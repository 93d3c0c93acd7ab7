// This Source Code Form is subject to the terms of the Mozilla Public
// License, v. 2.0. If a copy of the MPL was not distributed with this
// file, You can obtain one at https://mozilla.org/MPL/2.0/.

use std::ffi::OsString;
use std::ops::ControlFlow;
use std::path::{Path, PathBuf};
use std::process::{ExitStatus, Output, Stdio};

use async_trait::async_trait;
use chrono::{DateTime, Duration, NaiveDate, Utc};
use serde::Deserialize;
use tokio::io::{AsyncBufReadExt, AsyncReadExt, BufReader};
use tokio::process::Command;
use tracing::{debug, warn};
use url::Url;

use super::{FetchedAudio, ListingWindow, MediaProvider, PlaylistItem};
use crate::episode::{DownloadContext, TranscodeOptions, download_stream, transcode_to_mp3};
use crate::error::{FetchError, ProviderError};
use crate::http::HttpClient;
use crate::progress::{ProgressEvent, SharedProgressReporter};

/// Prefer m4a so the direct stream is plain audio
const AUDIO_FORMAT: &str = "bestaudio[ext=m4a]/bestaudio";

const LISTING_ARGS: [&str; 4] = [
    "--skip-download",
    "--dump-json",
    "--ignore-errors",
    "--no-warnings",
];

/// Fields of a `yt-dlp --dump-json` line we care about
#[derive(Debug, Deserialize)]
struct RawEntry {
    id: String,
    title: Option<String>,
    description: Option<String>,
    timestamp: Option<i64>,
    release_timestamp: Option<i64>,
    /// YYYYMMDD
    upload_date: Option<String>,
    webpage_url: Option<String>,
}

impl RawEntry {
    fn published_at(&self) -> Option<DateTime<Utc>> {
        if let Some(ts) = self.timestamp.or(self.release_timestamp) {
            return DateTime::from_timestamp(ts, 0);
        }
        let date = NaiveDate::parse_from_str(self.upload_date.as_deref()?, "%Y%m%d").ok()?;
        Some(date.and_hms_opt(0, 0, 0)?.and_utc())
    }

    fn into_item(self) -> Option<PlaylistItem> {
        let Some(published_at) = self.published_at() else {
            warn!(item_id = %self.id, "Skipping playlist entry without a usable date");
            return None;
        };

        let webpage_url = self
            .webpage_url
            .unwrap_or_else(|| format!("https://www.youtube.com/watch?v={}", self.id));

        Some(PlaylistItem {
            title: self
                .title
                .filter(|t| !t.trim().is_empty())
                .unwrap_or_else(|| "Untitled Episode".to_string()),
            description: self.description.filter(|d| !d.trim().is_empty()),
            published_at,
            webpage_url,
            id: self.id,
        })
    }
}

fn parse_line(line: &str) -> Option<PlaylistItem> {
    let line = line.trim();
    if line.is_empty() {
        return None;
    }
    match serde_json::from_str::<RawEntry>(line) {
        Ok(entry) => entry.into_item(),
        Err(e) => {
            debug!(error = %e, "Ignoring unparseable yt-dlp output line");
            None
        }
    }
}

/// Accumulates `yt-dlp --dump-json` lines (one JSON object each)
///
/// Lines that are not entries, or entries without a date, are skipped.
struct ListingCollector {
    not_before: Option<DateTime<Utc>>,
    min_items: usize,
    items: Vec<PlaylistItem>,
}

impl ListingCollector {
    fn new(window: Option<ListingWindow>, now: DateTime<Utc>) -> Self {
        Self {
            not_before: window.map(|w| now - Duration::days(i64::from(w.days))),
            min_items: window.map_or(0, |w| w.min_items),
            items: Vec::new(),
        }
    }

    /// Add one output line; `Break` means the rest of the listing is not needed
    fn push_line(&mut self, line: &str) -> ControlFlow<()> {
        let Some(item) = parse_line(line) else {
            return ControlFlow::Continue(());
        };

        if let Some(not_before) = self.not_before
            && item.published_at < not_before
            && self.items.len() >= self.min_items
        {
            debug!(item_id = %item.id, "Listing reached the end of its window");
            return ControlFlow::Break(());
        }

        self.items.push(item);
        ControlFlow::Continue(())
    }
}

/// [`MediaProvider`] that shells out to `yt-dlp` and `ffmpeg`
///
/// The direct audio stream is resolved by yt-dlp and downloaded through the
/// [`HttpClient`], then re-encoded to MP3.
pub struct YtDlpProvider<C> {
    client: C,
    yt_dlp: String,
    transcode: TranscodeOptions,
    window: Option<ListingWindow>,
}

impl<C: HttpClient> YtDlpProvider<C> {
    pub fn new(client: C, yt_dlp: impl Into<String>, transcode: TranscodeOptions) -> Self {
        Self {
            client,
            yt_dlp: yt_dlp.into(),
            transcode,
            window: None,
        }
    }

    /// Only list recent playlist entries
    pub fn with_listing_window(mut self, window: Option<ListingWindow>) -> Self {
        self.window = window;
        self
    }

    async fn run_yt_dlp(&self, args: &[&str], target: &str) -> std::io::Result<Output> {
        Command::new(&self.yt_dlp)
            .args(args)
            .arg(target)
            .stdin(Stdio::null())
            .stdout(Stdio::piped())
            .stderr(Stdio::piped())
            .output()
            .await
    }

    async fn resolve_stream_url(&self, item: &PlaylistItem) -> Result<String, FetchError> {
        let output = self
            .run_yt_dlp(
                &["--no-warnings", "--no-playlist", "-f", AUDIO_FORMAT, "-g"],
                &item.webpage_url,
            )
            .await
            .map_err(|e| FetchError::SpawnFailed {
                program: self.yt_dlp.clone(),
                source: e,
            })?;

        let stdout = String::from_utf8_lossy(&output.stdout);
        match stdout.lines().map(str::trim).find(|l| !l.is_empty()) {
            Some(url) if output.status.success() => Ok(url.to_string()),
            _ => Err(FetchError::ResolveFailed {
                item_id: item.id.clone(),
                reason: failure_reason(&output.stderr, output.status),
            }),
        }
    }
}

#[async_trait]
impl<C: HttpClient> MediaProvider for YtDlpProvider<C> {
    /// Streams the listing and stops yt-dlp once the listing window is passed
    async fn list_playlist(&self, url: &Url) -> Result<Vec<PlaylistItem>, ProviderError> {
        let spawn_failed = |e: std::io::Error| ProviderError::SpawnFailed {
            program: self.yt_dlp.clone(),
            source: e,
        };

        let mut child = Command::new(&self.yt_dlp)
            .args(LISTING_ARGS)
            .arg(url.as_str())
            .stdin(Stdio::null())
            .stdout(Stdio::piped())
            .stderr(Stdio::piped())
            .kill_on_drop(true)
            .spawn()
            .map_err(spawn_failed)?;

        // Drained on its own task so a chatty stderr cannot block stdout
        let stderr = child.stderr.take();
        let stderr_task = tokio::spawn(async move {
            let mut buf = Vec::new();
            if let Some(mut stderr) = stderr {
                let _ = stderr.read_to_end(&mut buf).await;
            }
            buf
        });

        let mut collector = ListingCollector::new(self.window, Utc::now());
        let mut stopped_early = false;

        if let Some(stdout) = child.stdout.take() {
            let mut lines = BufReader::new(stdout).lines();
            while let Some(line) = lines.next_line().await.map_err(spawn_failed)? {
                if collector.push_line(&line).is_break() {
                    stopped_early = true;
                    break;
                }
            }
        }

        if stopped_early && let Err(e) = child.start_kill() {
            debug!(error = %e, "yt-dlp exited before it could be stopped");
        }
        let status = child.wait().await.map_err(spawn_failed)?;
        let stderr = if stopped_early {
            stderr_task.abort();
            Vec::new()
        } else {
            stderr_task.await.unwrap_or_default()
        };
        let items = collector.items;

        // With --ignore-errors a single unavailable video makes the exit code
        // non-zero; only treat the run as failed when nothing was listed
        if !stopped_early && !status.success() && items.is_empty() {
            return Err(ProviderError::Unavailable {
                url: url.to_string(),
                reason: failure_reason(&stderr, status),
            });
        }

        Ok(items)
    }

    async fn fetch_item(
        &self,
        item: &PlaylistItem,
        dest: &Path,
        context: &DownloadContext,
        reporter: &SharedProgressReporter,
    ) -> Result<FetchedAudio, FetchError> {
        let stream_url = self.resolve_stream_url(item).await?;

        let source_path = with_suffix(dest, ".source.partial");
        let encoded_path = with_suffix(dest, ".partial");

        let result = async {
            let download =
                download_stream(&self.client, &stream_url, &source_path, context, reporter)
                    .await?;

            reporter.report(ProgressEvent::Transcoding {
                download_id: context.download_id,
            });
            transcode_to_mp3(&self.transcode, &source_path, &encoded_path).await?;

            let bytes = encoded_size(&encoded_path).await?;
            tokio::fs::rename(&encoded_path, dest)
                .await
                .map_err(|e| FetchError::FileWriteFailed {
                    path: dest.to_path_buf(),
                    source: e,
                })?;

            Ok::<_, FetchError>(FetchedAudio {
                bytes,
                content_hash: Some(download.content_hash),
            })
        }
        .await;

        remove_leftover(&source_path).await;
        if result.is_err() {
            remove_leftover(&encoded_path).await;
        }

        result
    }
}

/// Size of the encoded file; an unreadable file fails the fetch
async fn encoded_size(path: &Path) -> Result<u64, FetchError> {
    tokio::fs::metadata(path)
        .await
        .map(|m| m.len())
        .map_err(|e| FetchError::FileWriteFailed {
            path: path.to_path_buf(),
            source: e,
        })
}

async fn remove_leftover(path: &Path) {
    match tokio::fs::remove_file(path).await {
        Ok(()) => {}
        Err(e) if e.kind() == std::io::ErrorKind::NotFound => {}
        Err(e) => debug!(path = %path.display(), error = %e, "Could not remove partial file"),
    }
}

fn with_suffix(path: &Path, suffix: &str) -> PathBuf {
    let mut name: OsString = path.as_os_str().to_owned();
    name.push(suffix);
    PathBuf::from(name)
}

fn failure_reason(stderr: &[u8], status: ExitStatus) -> String {
    let stderr = String::from_utf8_lossy(stderr);
    let last_line = stderr.lines().map(str::trim).filter(|l| !l.is_empty()).last();
    match last_line {
        Some(line) => line.to_string(),
        None => format!("yt-dlp exited with {status}"),
    }
}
####################
Problem to solve:
Copy every line from the data that includes the string "Deserialize".

Answer for the task:
use serde::Deserialize;
#[derive(Debug, Deserialize)]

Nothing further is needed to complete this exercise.